As D’Amour developed a frame for the show, she “got very interested in this idea of unmasking, and getting down to a real conversation in the room.” The point is to draw a very explicit connection between the conversations over 200 years ago, and the ways we are still having those conversations today.
And the ideas in the room didn’t only come from the writers. Jake Hart, who is a Lenape actor, stars in the show as Creek Chief Alexander McGillivray. Hart had been a part of the production throughout the workshop process, and suggested the idea of stepping forward and unmasking himself at the end as Lenape and not Creek. It’s also an important moment as Federal Hall stands on unceded Lenape land. Another line in the work came from Nathan Hinton and Tatiana Williams, who both play enslaved people in The Democracy Project. “The actors talked about how playing a slave as a Black actor comes at an emotional cost,” D’Amour shares. “Some of those lines about playing only three-fifths of a character are very new lines from this rehearsal process that were a collaboration with Tanya Barfield and me. It was a very delicate process considering what the actors needed.” That acknowledgment within the play is part of how The Democracy Project talks about the way America’s past is still part of its present.

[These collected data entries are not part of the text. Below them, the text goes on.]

use clap::Parser;

#[tokio::main]
async fn main() {
    let cli = gatehouse::cli::Cli::parse();
    if let Err(e) = gatehouse::cmd::dispatch(cli).await {
        eprintln!("Error: {e}");
        std::process::exit(1);
    }
}
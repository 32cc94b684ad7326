//! Pure room-discovery logic for Campus Room Finder.
//!
//! This crate contains everything the finder does that is independent of a
//! browser, a tile engine or a UI toolkit. Functions take plain data and
//! return results, so the same code runs in unit tests, the simtest CLI and
//! whatever front end drives a real map.
//!
//! # Module Overview
//!
//! | Module | Purpose |
//! |--------|---------|
//! | [`access`] | Campus boundary and the location-based access gate |
//! | [`catalog`] | Room records: loading, validation, lookup by id |
//! | [`config`] | Finder configuration, defaults and validation |
//! | [`error`] | Crate-wide error type |
//! | [`geometry`] | Coordinates, point-in-polygon, planar distance, bounds |
//! | [`location`] | User position fixes and the geolocation provider seam |
//! | [`map_sync`] | Reconciles application state onto an external map |
//! | [`readiness`] | Bounded polling for surface readiness, cancellable on dispose |
//! | [`recording`] | Recording [`surface::MapSurface`] for tests and the simtest harness |
//! | [`route`] | Straight-line walking distance and duration |
//! | [`search`] | Substring and fuzzy room search, suggestions, featured rooms |
//! | [`styles`] | Base-map tile style table |
//! | [`surface`] | The map surface trait and layer styling |

pub mod access;
pub mod catalog;
pub mod config;
pub mod error;
pub mod geometry;
pub mod location;
pub mod map_sync;
pub mod readiness;
pub mod recording;
pub mod route;
pub mod search;
pub mod styles;
pub mod surface;

pub use error::{Error, Result};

During a workshop last summer, a passionate debate broke out among the writers and director Tamilla Woodard. D’Amour explains, “I had this idea of going back to nature, to before. And then Tamilla, who's a Black female director was like, ‘I don't want to go back. That means you have to go back through slavery.’ And then Larissa FastHorse came in with, ‘This is a moot conversation because no one should be here at all.’ We were having the argument in a dynamic and respectful way among ourselves, and we were like, ‘Oh, this is the show.’”
D’Amour’s impulse to deconstruct the building is partially from her own impulse as a writer. The playwright's interest in writing plays rooted in a certain place is also evident in her previous work. D’Amour penned Broadway’s Airline Highway, which is set in the parking lot of a motel alongside the Airline Highway, which is the name of a real-life throughway in Louisiana. “I was thinking a lot about the building that is Federal Hall right now. I was interested in this idea of what would it mean to take apart the building to see what was there before, and to be left with just the people.” In both Airline Highway and The Democracy Project, it’s about telling the untold history of spaces, and how those histories reverberate in the lives of the people occupying those spaces today.

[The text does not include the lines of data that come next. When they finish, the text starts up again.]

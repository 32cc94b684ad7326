//! Free-text room search: substring hits first, fuzzy matches after.
//!
//! Each room is scored on its name, building and floor label. A substring
//! hit on any field scores 100; otherwise the best per-field fuzzy
//! similarity (0–100, see [`fuzzy_score`]) is used. Results are sorted
//! by score with catalog order breaking ties, so the same query over the
//! same catalog always produces the same list.
//!
//! An empty query returns nothing. The default view is curated through
//! [`SearchIndex::featured`] instead of dumping the whole catalog.
//!
//! ```
//! use roomfinder_logic::catalog::{RawRoom, RoomCatalog};
//! use roomfinder_logic::geometry::Bounds;
//! use roomfinder_logic::search::search;
//!
//! let raw = RawRoom {
//!     id: Some(1),
//!     name: Some("Room 101A".into()),
//!     building: Some("Main".into()),
//!     lat: Some(-0.1234567),
//!     lon: Some(36.1234567),
//!     ..RawRoom::default()
//! };
//! let (catalog, _) = RoomCatalog::load(&[raw], &Bounds::WORLD);
//! let hits = search("101a", &catalog, 5, 60.0);
//! assert_eq!(hits.len(), 1);
//! assert_eq!(hits[0].score, 100.0);
//! ```

use crate::catalog::{Room, RoomCatalog};

/// Score for a case-insensitive substring hit.
pub const SUBSTRING_SCORE: f64 = 100.0;

/// One ranked result.
#[derive(Debug, Clone, PartialEq)]
pub struct SearchHit<'a> {
    pub room: &'a Room,
    /// 0–100.
    pub score: f64,
}

/// Lowercase, trim, and collapse runs of whitespace to one space.
pub fn normalize(text: &str) -> String {
    text.split_whitespace()
        .map(str::to_lowercase)
        .collect::<Vec<_>>()
        .join(" ")
}

/// Weight of a match against one word of a multi-word field.
const TOKEN_SCALE: f64 = 0.95;
/// Weight of a match against a query-sized slice of a longer field.
const PARTIAL_SCALE: f64 = 0.9;
/// Partial weight once the field is much longer than the query.
const LONG_PARTIAL_SCALE: f64 = 0.6;

/// Fuzzy similarity of two already-normalized strings, 0–100.
///
/// Best of three views, each normalized Levenshtein similarity:
/// the whole field; each word of the field (so a typo in one word of
/// "Registrar Office" still scores high); and, when the field is at least
/// 1.5× longer than the query, every query-length window of the field.
pub fn fuzzy_score(query: &str, target: &str) -> f64 {
    if query.is_empty() || target.is_empty() {
        return 0.0;
    }
    let whole = strsim::normalized_levenshtein(query, target);

    let token = if target.contains(' ') {
        target
            .split(' ')
            .map(|word| strsim::normalized_levenshtein(query, word))
            .fold(0.0, f64::max)
            * TOKEN_SCALE
    } else {
        0.0
    };

    let q_len = query.chars().count();
    let chars: Vec<char> = target.chars().collect();
    let ratio = chars.len() as f64 / q_len as f64;
    let partial = if ratio >= 1.5 {
        let scale = if ratio > 8.0 { LONG_PARTIAL_SCALE } else { PARTIAL_SCALE };
        chars
            .windows(q_len)
            .map(|w| strsim::normalized_levenshtein(query, &w.iter().collect::<String>()))
            .fold(0.0, f64::max)
            * scale
    } else {
        0.0
    };

    whole.max(token).max(partial) * 100.0
}

/// Normalized search fields of one room.
#[derive(Debug, Clone)]
struct IndexedRoom {
    name: String,
    building: String,
    floor: String,
}

impl IndexedRoom {
    fn fields(&self) -> [&str; 3] {
        [&self.name, &self.building, &self.floor]
    }

    fn score(&self, query: &str) -> f64 {
        let fields = self.fields();
        if fields.iter().any(|f| !f.is_empty() && f.contains(query)) {
            return SUBSTRING_SCORE;
        }
        fields
            .iter()
            .map(|f| fuzzy_score(query, f))
            .fold(0.0, f64::max)
    }
}

/// Catalog plus pre-normalized fields, built once per catalog.
#[derive(Debug, Clone)]
pub struct SearchIndex<'a> {
    catalog: &'a RoomCatalog,
    entries: Vec<IndexedRoom>,
}

impl<'a> SearchIndex<'a> {
    pub fn new(catalog: &'a RoomCatalog) -> Self {
        let entries = catalog
            .all()
            .iter()
            .map(|r| IndexedRoom {
                name: normalize(&r.name),
                building: normalize(&r.building),
                floor: normalize(&r.floor),
            })
            .collect();
        Self { catalog, entries }
    }

    /// Rank rooms against `query`, keeping at most `limit` hits scoring at
    /// least `fuzzy_threshold`.
    pub fn search(&self, query: &str, limit: usize, fuzzy_threshold: f64) -> Vec<SearchHit<'a>> {
        let q = normalize(query);
        if q.is_empty() || limit == 0 {
            return Vec::new();
        }

        let mut hits: Vec<SearchHit<'a>> = self
            .catalog
            .all()
            .iter()
            .zip(&self.entries)
            .filter_map(|(room, entry)| {
                let score = entry.score(&q);
                (score >= fuzzy_threshold).then_some(SearchHit { room, score })
            })
            .collect();

        // Stable: equal scores keep catalog order.
        hits.sort_by(|a, b| b.score.total_cmp(&a.score));
        hits.truncate(limit);
        hits
    }

    /// "Did you mean" names, ranked by fuzzy similarity of the name alone.
    pub fn suggest(&self, query: &str, limit: usize, threshold: f64) -> Vec<&'a str> {
        let q = normalize(query);
        if q.is_empty() {
            return Vec::new();
        }

        let mut scored: Vec<(&'a str, f64)> = self
            .catalog
            .all()
            .iter()
            .zip(&self.entries)
            .map(|(room, entry)| (room.name.as_str(), fuzzy_score(&q, &entry.name)))
            .filter(|(_, s)| *s >= threshold)
            .collect();
        scored.sort_by(|a, b| b.1.total_cmp(&a.1));

        let mut names: Vec<&'a str> = Vec::new();
        for (name, _) in scored {
            if names.len() == limit {
                break;
            }
            if !names.contains(&name) {
                names.push(name);
            }
        }
        names
    }

    /// Resolve a curated list of room names (case-insensitive) for the
    /// empty-query view. Unknown names are skipped; order follows `names`.
    pub fn featured(&self, names: &[String]) -> Vec<&'a Room> {
        let mut rooms: Vec<&'a Room> = Vec::new();
        for wanted in names.iter().map(|n| normalize(n)) {
            let found = self
                .catalog
                .all()
                .iter()
                .zip(&self.entries)
                .find(|(_, e)| e.name == wanted)
                .map(|(r, _)| r);
            match found {
                Some(room) if !rooms.iter().any(|r| r.id == room.id) => rooms.push(room),
                Some(_) => {}
                None => log::debug!("Featured room {:?} not in catalog", wanted),
            }
        }
        rooms
    }
}

/// One-shot search without keeping an index around.
pub fn search<'a>(
    query: &str,
    catalog: &'a RoomCatalog,
    limit: usize,
    fuzzy_threshold: f64,
) -> Vec<SearchHit<'a>> {
    SearchIndex::new(catalog).search(query, limit, fuzzy_threshold)
}

#[cfg(test)]
mod tests {
    use super::*;
    use crate::catalog::RawRoom;
    use crate::geometry::Bounds;

    fn raw(id: u32, name: &str, building: &str, floor: &str) -> RawRoom {
        RawRoom {
            id: Some(id),
            name: Some(name.into()),
            building: Some(building.into()),
            floor: Some(floor.into()),
            lat: Some(-0.748),
            lon: Some(37.15),
            ..RawRoom::default()
        }
    }

    fn single() -> RoomCatalog {
        let r = RawRoom {
            id: Some(1),
            name: Some("Room 101A".into()),
            building: Some("Main".into()),
            lat: Some(-0.1234567),
            lon: Some(36.1234567),
            ..RawRoom::default()
        };
        RoomCatalog::load(&[r], &Bounds::WORLD).0
    }

    fn campus() -> RoomCatalog {
        RoomCatalog::load(
            &[
                raw(1, "Library", "Central Block", "Ground"),
                raw(2, "Computer Lab 1", "ICT Block", "1"),
                raw(3, "Computer Lab 2", "ICT Block", "2"),
                raw(4, "Cafeteria", "Student Centre", "Ground"),
                raw(5, "A101", "Block A", "1"),
                raw(6, "B205", "Block B", "2"),
                raw(7, "Auditorium", "Central Block", "Ground"),
            ],
            &Bounds::WORLD,
        )
        .0
    }

    #[test]
    fn test_case_insensitive_substring() {
        let catalog = single();
        let hits = search("101a", &catalog, 5, 60.0);
        assert_eq!(hits.len(), 1);
        assert_eq!(hits[0].room.id, 1);
        assert_eq!(hits[0].score, 100.0);
    }

    #[test]
    fn test_fuzzy_typo_still_matches() {
        let catalog = single();
        let hits = search("rom 101", &catalog, 5, 60.0);
        assert_eq!(hits.len(), 1);
        assert!(hits[0].score >= 60.0 && hits[0].score < 100.0);
    }

    #[test]
    fn test_no_match() {
        assert!(search("zzz", &single(), 5, 60.0).is_empty());
    }

    #[test]
    fn test_empty_and_whitespace_query() {
        let catalog = campus();
        assert!(search("", &catalog, 5, 0.0).is_empty());
        assert!(search("   \t", &catalog, 5, 0.0).is_empty());
    }

    #[test]
    fn test_building_and_floor_fields_match() {
        let catalog = campus();
        let hits = search("ict block", &catalog, 10, 60.0);
        let ids: Vec<u32> = hits.iter().filter(|h| h.score == 100.0).map(|h| h.room.id).collect();
        assert_eq!(ids, vec![2, 3]);

        let ground = search("ground", &catalog, 10, 100.0);
        let ids: Vec<u32> = ground.iter().map(|h| h.room.id).collect();
        assert_eq!(ids, vec![1, 4, 7]);
    }

    #[test]
    fn test_ties_keep_catalog_order_and_limit() {
        let catalog = campus();
        let hits = search("lab", &catalog, 1, 60.0);
        assert_eq!(hits.len(), 1);
        assert_eq!(hits[0].room.id, 2);

        let hits = search("computer lab", &catalog, 10, 60.0);
        assert_eq!(hits[0].room.id, 2);
        assert_eq!(hits[1].room.id, 3);
    }

    #[test]
    fn test_sorted_non_increasing_and_bounded() {
        let catalog = campus();
        for q in ["lab", "libary", "a1", "cafe", "block", "audit", "b2"] {
            for k in 0..5 {
                let hits = search(q, &catalog, k, 30.0);
                assert!(hits.len() <= k);
                for w in hits.windows(2) {
                    assert!(w[0].score >= w[1].score, "query {:?}", q);
                }
            }
        }
    }

    #[test]
    fn test_whitespace_in_query_normalized() {
        let catalog = campus();
        let hits = search("  COMPUTER    lab 2 ", &catalog, 5, 100.0);
        assert_eq!(hits.len(), 1);
        assert_eq!(hits[0].room.id, 3);
    }

    #[test]
    fn test_threshold_filters() {
        let catalog = campus();
        let loose = search("libary", &catalog, 10, 50.0);
        assert_eq!(loose[0].room.id, 1);
        let strict = search("libary", &catalog, 10, 95.0);
        assert!(strict.is_empty());
    }

    #[test]
    fn test_suggest() {
        let catalog = campus();
        let index = SearchIndex::new(&catalog);
        assert_eq!(index.suggest("libary", 3, 60.0), vec!["Library"]);
        assert!(index.suggest("", 3, 0.0).is_empty());
        assert!(index.suggest("qqqqqq", 3, 60.0).is_empty());
    }

    #[test]
    fn test_featured() {
        let catalog = campus();
        let index = SearchIndex::new(&catalog);
        let names: Vec<String> = ["cafeteria", "Observatory", "Library", "CAFETERIA"]
            .iter()
            .map(|s| s.to_string())
            .collect();
        let ids: Vec<u32> = index.featured(&names).iter().map(|r| r.id).collect();
        assert_eq!(ids, vec![4, 1]);
    }

    #[test]
    fn test_fuzzy_score_bounds() {
        assert_eq!(fuzzy_score("abc", "abc"), 100.0);
        assert_eq!(fuzzy_score("", "abc"), 0.0);
        let s = fuzzy_score("rom 101", "room 101a");
        assert!(s > 70.0 && s < 80.0);
    }

    #[test]
    fn test_typo_in_one_word_of_long_name() {
        let s = fuzzy_score("regstrar", "registrar office");
        assert!(s > 80.0 && s < 100.0, "{}", s);
        let s = fuzzy_score("chemstry", "chemistry lab");
        assert!(s > 80.0, "{}", s);
        // A partial window never reaches a full substring score.
        assert!(fuzzy_score("registrer", "main registrar office") < 100.0);
    }

    #[test]
    fn test_typo_search_finds_multi_word_room() {
        let (catalog, _) = RoomCatalog::load(
            &[
                raw(1, "Library", "Central Block", "Ground"),
                raw(2, "Registrar Office", "Administration", "Ground"),
                raw(3, "Chemistry Lab", "Science Complex", "1"),
            ],
            &Bounds::WORLD,
        );
        let hits = search("regstrar", &catalog, 5, 60.0);
        assert_eq!(hits.first().map(|h| h.room.id), Some(2));
        let hits = search("chemstry", &catalog, 5, 60.0);
        assert_eq!(hits.first().map(|h| h.room.id), Some(3));
        assert!(search("zzz", &catalog, 5, 60.0).is_empty());
    }
}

In The Democracy Project, D’Amour reveals details of the building’s history. Spoiler alert: the Federal Hall of Washington’s day is not the same structure as the one the play takes place in. The original building stood on the same site, but the one that stands at 26 Wall Street today was originally built as a Customs House in 1842 (more than 50 years after Washington’s inauguration). It then became a Subtreasury building until 1925. Today’s Federal Hall became recognized officially as a historic site in 1939, carrying the mythos of the building it replaced.
As D’Amour says, “We are the ones that are making America now.” But creating an America for everyone is where democracy becomes so complex. And Michael R. Jackson captured that in a simple lyric for the last song of the show: “Everybody’s dream is not the same.”